Despite the proliferation of small, efficient crossovers, the 2020 Toyota 4Runner endures with its body-on-frame construction, aged engine and transmission, and traditional part-time four-wheel-drive. It’s one of the last dinosaurs in the age of mammals. And like dinosaurs (or at least those in Jurassic Park), it has drawbacks, but also inherent coolness and appeal for those willing to tame one. And in the 4Runner family, the sweet spot is the TRD Off-Road Premium.
Before digging into the specific trim, we should briefly note that this dinosaur at least gets a shot of botox for 2020, with significant updates and added features. All trim levels now get a standard suite of driver assist and safety features including automatic emergency braking with pedestrian detection, lane-departure warning, automatic high-beam headlights and adaptive cruise control. A larger 8-inch touchscreen infotainment system is also standard and features Apple CarPlay and Android Auto compatibility. That infotainment system is nicer to look at, and even the shortcut buttons around it have been brought up to modern Toyota standards. But it still isn’t as smooth or quick as competitors’ systems, and the graphics and menus still look and feel too much like older, clunkier Toyota systems. But if you use either CarPlay or Android Auto, you won’t have to use the Toyota menus much.

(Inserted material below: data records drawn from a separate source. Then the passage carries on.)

#[cfg(test)]
mod tests {
    use chrono::NaiveDate;
    use roster::db::students::Students;
    use roster::libs::error::{ErrorKind, RosterError};
    use roster::libs::student::Student;
    use rusqlite::Connection;
    use std::time::Duration;
    use tempfile::TempDir;
    use test_context::{test_context, TestContext};

    struct StudentTestContext {
        _temp_dir: TempDir,
        students: Students,
    }

    impl TestContext for StudentTestContext {
        fn setup() -> Self {
            let temp_dir = tempfile::tempdir().unwrap();
            let students = Students::new(temp_dir.path().join("roster.db"));
            StudentTestContext { _temp_dir: temp_dir, students }
        }
    }

    fn ann() -> Student {
        Student::new("Ann Smith", 20, "CS").with_email("ann@example.com").with_phone("555-0100").with_gpa(3.8)
    }

    #[test_context(StudentTestContext)]
    #[test]
    fn test_add_then_get(ctx: &mut StudentTestContext) {
        let student = ann();
        let id = ctx.students.add(&student).unwrap();
        assert!(id > 0);

        let stored = ctx.students.get_by_id(id).unwrap().unwrap();
        assert_eq!(stored.id, id);
        assert_eq!(stored.name, student.name);
        assert_eq!(stored.age, student.age);
        assert_eq!(stored.department, student.department);
        assert_eq!(stored.email.as_deref(), Some("ann@example.com"));
        assert_eq!(stored.phone_number.as_deref(), Some("555-0100"));
        assert_eq!(stored.gpa, 3.8);
        assert!(stored.is_active);
        assert_eq!(stored.modified_date, stored.created_date);

        let mut expected = student.clone();
        expected.id = id;
        assert_eq!(stored, expected);
    }

    #[test_context(StudentTestContext)]
    #[test]
    fn test_add_ignores_caller_timestamps_and_id(ctx: &mut StudentTestContext) {
        let old = NaiveDate::from_ymd_opt(2001, 1, 1).unwrap().and_hms_opt(0, 0, 0).unwrap();
        let mut student = ann();
        student.id = 999;
        student.created_date = old;
        student.modified_date = old;

        let id = ctx.students.add(&student).unwrap();
        assert_ne!(id, 999);

        let stored = ctx.students.get_by_id(id).unwrap().unwrap();
        assert!(stored.created_date > old);
        assert_eq!(stored.modified_date, stored.created_date);
    }

    #[test_context(StudentTestContext)]
    #[test]
    fn test_add_trims_text_and_rounds_gpa(ctx: &mut StudentTestContext) {
        let student = Student::new("  Bo Lee  ", 17, " Math ").with_email("  ").with_gpa(2.456);
        let id = ctx.students.add(&student).unwrap();

        let stored = ctx.students.get_by_id(id).unwrap().unwrap();
        assert_eq!(stored.name, "Bo Lee");
        assert_eq!(stored.department, "Math");
        assert_eq!(stored.email, None);
        assert_eq!(stored.gpa, 2.46);
    }

    #[test_context(StudentTestContext)]
    #[test]
    fn test_add_invalid_record_is_rejected(ctx: &mut StudentTestContext) {
        let student = Student::new("A", 12, "CS").with_gpa(5.0);
        let err = ctx.students.add(&student).unwrap_err();

        assert_eq!(err.kind(), ErrorKind::InvalidArgument);
        let message = err.to_string();
        assert!(message.contains("name"));
        assert!(message.contains("age"));
        assert!(message.contains("gpa"));
        assert_eq!(ctx.students.count(true).unwrap(), 0);
    }

    #[test_context(StudentTestContext)]
    #[test]
    fn test_duplicate_email_is_a_conflict(ctx: &mut StudentTestContext) {
        let id = ctx.students.add(&ann()).unwrap();
        assert!(ctx.students.soft_delete(id).unwrap());

        // Inactive records still own their email.
        let twin = Student::new("Ann Other", 30, "Art").with_email("ann@example.com");
        let err = ctx.students.add(&twin).unwrap_err();
        assert!(matches!(err, RosterError::Conflict(_)));
        assert_eq!(ctx.students.count(true).unwrap(), 1);
    }

    #[test_context(StudentTestContext)]
    #[test]
    fn test_missing_emails_never_conflict(ctx: &mut StudentTestContext) {
        ctx.students.add(&Student::new("Ann", 20, "CS")).unwrap();
        ctx.students.add(&Student::new("Bo", 21, "CS").with_email("")).unwrap();
        ctx.students.add(&Student::new("Cy", 22, "CS")).unwrap();
        assert_eq!(ctx.students.count(true).unwrap(), 3);
    }

    #[test_context(StudentTestContext)]
    #[test]
    fn test_update(ctx: &mut StudentTestContext) {
        let id = ctx.students.add(&ann()).unwrap();
        let before = ctx.students.get_by_id(id).unwrap().unwrap();

        let mut changed = before.clone();
        changed.name = "Ann Jones".to_string();
        changed.gpa = 3.1;
        changed.email = None;
        changed.created_date = NaiveDate::from_ymd_opt(2001, 1, 1).unwrap().and_hms_opt(0, 0, 0).unwrap();
        assert!(ctx.students.update(&changed).unwrap());

        let after = ctx.students.get_by_id(id).unwrap().unwrap();
        assert_eq!(after.name, "Ann Jones");
        assert_eq!(after.gpa, 3.1);
        assert_eq!(after.email, None);
        assert_eq!(after.created_date, before.created_date);
        assert!(after.modified_date >= before.modified_date);
    }

    #[test_context(StudentTestContext)]
    #[test]
    fn test_update_sets_active_flag_explicitly(ctx: &mut StudentTestContext) {
        let id = ctx.students.add(&ann()).unwrap();
        let mut student = ctx.students.get_by_id(id).unwrap().unwrap();

        student.is_active = false;
        assert!(ctx.students.update(&student).unwrap());
        assert!(!ctx.students.get_by_id(id).unwrap().unwrap().is_active);

        student.is_active = true;
        assert!(ctx.students.update(&student).unwrap());
        assert!(ctx.students.get_by_id(id).unwrap().unwrap().is_active);
    }

    #[test_context(StudentTestContext)]
    #[test]
    fn test_update_missing_and_invalid_ids(ctx: &mut StudentTestContext) {
        let mut student = ann();
        student.id = 42;
        assert!(!ctx.students.update(&student).unwrap());

        student.id = 0;
        assert_eq!(ctx.students.update(&student).unwrap_err().kind(), ErrorKind::InvalidArgument);
    }

    #[test_context(StudentTestContext)]
    #[test]
    fn test_update_to_taken_email_is_a_conflict(ctx: &mut StudentTestContext) {
        ctx.students.add(&ann()).unwrap();
        let id = ctx.students.add(&Student::new("Bo", 17, "Math").with_email("bo@example.com")).unwrap();

        let mut bo = ctx.students.get_by_id(id).unwrap().unwrap();
        bo.email = Some("ann@example.com".to_string());
        assert_eq!(ctx.students.update(&bo).unwrap_err().kind(), ErrorKind::Conflict);
    }

    #[test_context(StudentTestContext)]
    #[test]
    fn test_soft_delete_is_idempotent(ctx: &mut StudentTestContext) {
        let id = ctx.students.add(&ann()).unwrap();

        assert!(ctx.students.soft_delete(id).unwrap());
        assert!(!ctx.students.soft_delete(id).unwrap());

        let stored = ctx.students.get_by_id(id).unwrap().unwrap();
        assert!(!stored.is_active);
        assert!(stored.modified_date >= stored.created_date);

        assert!(!ctx.students.soft_delete(id + 100).unwrap());
    }

    #[test_context(StudentTestContext)]
    #[test]
    fn test_delete_removes_active_and_inactive_rows(ctx: &mut StudentTestContext) {
        let active = ctx.students.add(&ann()).unwrap();
        let inactive = ctx.students.add(&Student::new("Bo", 17, "Math")).unwrap();
        ctx.students.soft_delete(inactive).unwrap();

        assert!(ctx.students.delete(active).unwrap());
        assert!(ctx.students.delete(inactive).unwrap());
        assert!(ctx.students.get_by_id(active).unwrap().is_none());
        assert!(ctx.students.get_by_id(inactive).unwrap().is_none());
        assert!(!ctx.students.delete(active).unwrap());
    }

    #[test_context(StudentTestContext)]
    #[test]
    fn test_ids_are_not_reused(ctx: &mut StudentTestContext) {
        let first = ctx.students.add(&ann()).unwrap();
        ctx.students.delete(first).unwrap();

        let second = ctx.students.add(&ann()).unwrap();
        assert!(second > first);
    }

    #[test_context(StudentTestContext)]
    #[test]
    fn test_non_positive_ids_are_rejected(ctx: &mut StudentTestContext) {
        for id in [0, -1] {
            assert_eq!(ctx.students.get_by_id(id).unwrap_err().kind(), ErrorKind::InvalidArgument);
            assert_eq!(ctx.students.soft_delete(id).unwrap_err().kind(), ErrorKind::InvalidArgument);
            assert_eq!(ctx.students.delete(id).unwrap_err().kind(), ErrorKind::InvalidArgument);
        }
        // Rejected before a connection was ever opened.
        assert!(!ctx.students.path().exists());
    }

    #[test_context(StudentTestContext)]
    #[test]
    fn test_check_connection(ctx: &mut StudentTestContext) {
        assert!(!ctx.students.check_connection());
        assert!(!ctx.students.path().exists());

        ctx.students.add(&ann()).unwrap();
        assert!(ctx.students.check_connection());
    }

    #[test_context(StudentTestContext)]
    #[test]
    fn test_expired_deadline_times_out(ctx: &mut StudentTestContext) {
        let impatient = ctx.students.clone().with_timeout(Duration::ZERO);

        let err = impatient.add(&ann()).unwrap_err();
        assert!(err.is_timeout());
        assert_eq!(err.kind(), ErrorKind::Storage);
        assert_eq!(ctx.students.count(true).unwrap(), 0);
    }

    #[test_context(StudentTestContext)]
    #[test]
    fn test_generous_deadline_succeeds(ctx: &mut StudentTestContext) {
        let patient = ctx.students.clone().with_timeout(Duration::from_secs(30));
        let id = patient.add(&ann()).unwrap();
        assert!(patient.get_by_id(id).unwrap().is_some());
    }
    #[test_context(StudentTestContext)]
    #[test]
    fn test_deadline_spent_waiting_for_write_lock(ctx: &mut StudentTestContext) {
        assert_eq!(ctx.students.count(true).unwrap(), 0);
        let writer = Connection::open(ctx.students.path()).unwrap();
        writer.execute_batch("BEGIN IMMEDIATE").unwrap();

        let impatient = ctx.students.clone().with_timeout(Duration::from_millis(300));
        let err = impatient.add(&ann()).unwrap_err();
        assert!(matches!(err, RosterError::Timeout));

        writer.execute_batch("ROLLBACK").unwrap();
        drop(writer);
        assert_eq!(ctx.students.count(true).unwrap(), 0);
    }
}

These little tech improvements are welcome, but they leave unaddressed several key areas, particularly the naturally aspirated 4.0-liter V6. The engine doesn’t sound great, nor is it particularly smooth. Its 270 horsepower and 278 pound-feet of torque are just adequate, and it returns a terrible combined fuel economy rating of 17 mpg. Even a manual-transmission Wrangler with the carry-over V6 engine and no fancy stop-start system gets better fuel economy than this. Part of the blame goes to the 4Runner’s automatic transmission, which has just five gear ratios to work with. It can’t have too high a top gear, and it can’t keep its rpm in a more efficient range. It is at least smooth, and it doesn’t restlessly shift from gear to gear like transmissions with more cogs, but it also frequently can’t downshift to get the most out of the old engine.
The rest of the oily bits go unchanged as well, but that’s generally for the better. The 4Runner still rides smoothly and is quiet. In corners, our tester didn’t have as much body roll as one might expect, being fairly indicative of what would be found in a softly sprung sedan. This is probably due to the optional electronically adjustable suspension. The steering is responsive, too, but vague. The 4Runner is easy to maneuver thanks to its relatively small dimensions and good visibility. And of course, it offers impressive off-road capability with good ground clearance, a selectable four-wheel-drive system, and available features such as a rear differential lock and low-speed off-road cruise control called Crawl Control.